I do know from my reading that the advocates of lifting the restrictions are those who can afford a $10K-$20K PWC to play with on weekends and the businessmen who make and sell such things. No ulterior motive there, right?

And it's not a we got ours situation. The proponents of the restriction aren't saying people cannot come into the waters just that they must come in those waters with the same conditions as the locals use. 

Until you can show me some constitutional writing that gives anyone the right to drive their PWC anywhere they wish your arguments will fall on deaf ears. If a local body wishes to legally restrict some activity they have every right to. And that type of government should be supported, not decried.


----------



## AmericanStand (Jul 29, 2014)

I hate it that this has devolved into a discussion about one item in one place however that being said let's carry-on. 
If you will look carefully on Google or any other source that I have found you'll find quite simply there are very very very few locals living in the kachamak bay critical habitat area. 
So obviously a lot of people outside the area have to do with this situation. 

Looking a little deeper into the argument the idea of letting local people have the say-so on things like this is Democracy. 
That has always turned out to be something to be feared. 
Perhaps the form of government most damaging and least successful. 
Luckily in this republic we have some guaranteed rights for all. 
And that is the basis of this thread. 
The idea that everyone should have the most rights that they can without infringing on others. 
And that is the reason I think all laws should be tailored as narrowly as possible. 
Example of cars being a very good one. 
Generally they're allowed to go everywhere but they are banned from certain areas where they would do more harm than good. And the fact that they can do 100 mile an hour does not preclued their use in school zones at 15. 
The fact that they work well hasn't precluded motorcycles from being allowed almost everywhere and automobile is. 
The fact that motorcycles are quick maneuverable and have higher rates of speed has a preclude them from being allowed most places that behavior simply restricted.


----------



## mmoetc (Oct 9, 2012)

AmericanStand said:


> I hate it that this has devolved into a discussion about one item in one place however that being said let's carry-on.
> If you will look carefully on Google or any other source that I have found you'll find quite simply there are very very very few locals living in the kachamak bay critical habitat area.
> So obviously a lot of people outside the area have to do with this situation.
> 
> ...


Again, show me the links and we'll discuss them.

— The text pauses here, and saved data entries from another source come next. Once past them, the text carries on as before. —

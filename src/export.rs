use std::fs::File;
use std::io::{BufRead, BufReader, BufWriter, Write};
use std::path::{Path, PathBuf};

use anyhow::{anyhow, bail, Context as AnyhowContext, Result};
use tracing::info;

use crate::my_types::*;
use crate::path::Track;

/// `value` printed the way C's `%.18e` prints it, e.g. `1.000000000000000000e+01`
pub fn format_exp(value: f64) -> String {
    if value.is_nan() {
        return "nan".to_string();
    }
    if value.is_infinite() {
        return if value > 0. { "inf" } else { "-inf" }.to_string();
    }
    let rust = format!("{:.18e}", value);
    match rust.split_once('e') {
        Some((mantissa, exponent)) => {
            let exponent: i32 = exponent.parse().unwrap_or(0);
            let sign = if exponent < 0 { '-' } else { '+' };
            format!("{}e{}{:02}", mantissa, sign, exponent.abs())
        }
        None => rust,
    }
}

/// One `frame,x,y` row per point
pub fn write_track<W: Write>(writer: &mut W, track: &Track) -> Result<()> {
    for (frame_number, centroid) in track.centroids() {
        writeln!(
            writer,
            "{},{},{}",
            format_exp(frame_number as f64),
            format_exp(centroid.x),
            format_exp(centroid.y)
        )?;
    }
    Ok(())
}

/// Write each track to `path_NNN.csv` in `dir`, returning the files written
pub fn write_tracks(dir: &Path, tracks: &[Track]) -> Result<Vec<PathBuf>> {
    std::fs::create_dir_all(dir).with_context(|| format!("Failed to create {}", dir.display()))?;
    let mut written = vec![];
    for (i, track) in tracks.iter().enumerate() {
        let path = dir.join(format!("path_{:03}.csv", i));
        let mut writer = BufWriter::new(
            File::create(&path).with_context(|| format!("Failed to create {}", path.display()))?,
        );
        write_track(&mut writer, track)?;
        writer.flush()?;
        written.push(path);
    }
    info!("wrote {} paths to {}", written.len(), dir.display());
    Ok(written)
}

/// Read back a path file as (frame, centroid) rows
pub fn read_track(path: &Path) -> Result<Vec<(FrameIndex, Vector2d)>> {
    let reader = BufReader::new(File::open(path).with_context(|| format!("Failed to open {}", path.display()))?);
    let mut rows = vec![];
    for (line_number, line) in reader.lines().enumerate() {
        let line = line?;
        if line.trim().is_empty() {
            continue;
        }
        let values = line
            .split(',')
            .map(|v| v.trim().parse::<f64>())
            .collect::<Result<Vec<_>, _>>()
            .with_context(|| format!("{}:{}: not a number", path.display(), line_number + 1))?;
        if values.len() != 3 {
            return Err(anyhow!(
                "{}:{}: expected 3 columns, found {}",
                path.display(),
                line_number + 1,
                values.len()
            ));
        }
        let frame = values[0];
        if !(frame >= 0. && frame.fract() == 0. && frame < usize::MAX as f64) {
            bail!("{}:{}: bad frame number {}", path.display(), line_number + 1, frame);
        }
        rows.push((frame as FrameIndex, Vector2d::new(values[1], values[2])));
    }
    Ok(rows)
}

#[cfg(test)]
mod tests {
    use super::*;
    use crate::detection::Detection;

    #[test]
    fn test_format_matches_c() {
        assert_eq!(format_exp(0.), "0.000000000000000000e+00");
        assert_eq!(format_exp(10.), "1.000000000000000000e+01");
        assert_eq!(format_exp(-0.0025), "-2.500000000000000052e-03");
        assert_eq!(format_exp(1.5e123), "1.500000000000000040e+123");
        assert_eq!(format_exp(0.1), "1.000000000000000056e-01");
        assert_eq!(format_exp(f64::NAN), "nan");
    }

    #[test]
    fn test_write_and_read_tracks() {
        let mut track = Track::new(4, Detection::from_point(Vector2d::new(12.25, 7.)));
        track.points.push(crate::path::TrackPoint {
            frame_number: 5,
            detection: Detection::from_point(Vector2d::new(13.5, 7.75)),
        });

        let mut text = vec![];
        write_track(&mut text, &track).unwrap();
        assert_eq!(
            String::from_utf8(text).unwrap().lines().next().unwrap(),
            "4.000000000000000000e+00,1.225000000000000000e+01,7.000000000000000000e+00"
        );

        let dir = std::env::temp_dir().join(format!("hvtrack-export-{}", std::process::id()));
        let files = write_tracks(&dir, &[track.clone(), track]).unwrap();
        assert_eq!(files.len(), 2);
        assert!(files[1].ends_with("path_001.csv"));
        let rows = read_track(&files[0]).unwrap();
        std::fs::remove_dir_all(&dir).unwrap();
        assert_eq!(rows, vec![(4, Vector2d::new(12.25, 7.)), (5, Vector2d::new(13.5, 7.75))]);
    }

    #[test]
    fn test_read_rejects_bad_frame_column() {
        let dir = std::env::temp_dir().join(format!("hvtrack-badframe-{}", std::process::id()));
        std::fs::create_dir_all(&dir).unwrap();
        let negative = dir.join("negative.csv");
        std::fs::write(&negative, "-1.0,2.0,3.0\n").unwrap();
        let fractional = dir.join("fractional.csv");
        std::fs::write(&fractional, "0.0,2.0,3.0\n2.5,2.0,3.0\n").unwrap();

        let errors: Vec<String> = [&negative, &fractional]
            .iter()
            .map(|p| format!("{:#}", read_track(p).unwrap_err()))
            .collect();
        std::fs::remove_dir_all(&dir).unwrap();
        assert!(errors[0].contains("bad frame number"));
        assert!(errors[1].contains(":2:"));
    }
}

Show me the right to ride a PWC wherever you wish and I'll cede the point.


----------



## Bearfootfarm (Jul 13, 2006)

AmericanStand said:


> The fact that motorcycles are quick maneuverable and have higher rates of speed has a preclude them from being allowed most places that behavior simply restricted


They have to obey the traffic laws.
It's not as easy to enforce the laws on a body of water, so the *simple solution* is to restrict the use altogether.



AmericanStand said:


> I hate it that this has devolved into a discussion about one item in one place however that being said let's carry-on.


It was your example, although it seems what you really want to discuss is a "political" topic rather than a law.


----------



## Bearfootfarm (Jul 13, 2006)

ShannonR said:


> I was told, long ago that the older jetskis were vastly inefficient and basically *dumped about 1/3 of their fuel right into the water as waste*. Whether or not this is true, or if I even understood correctly, is debatable.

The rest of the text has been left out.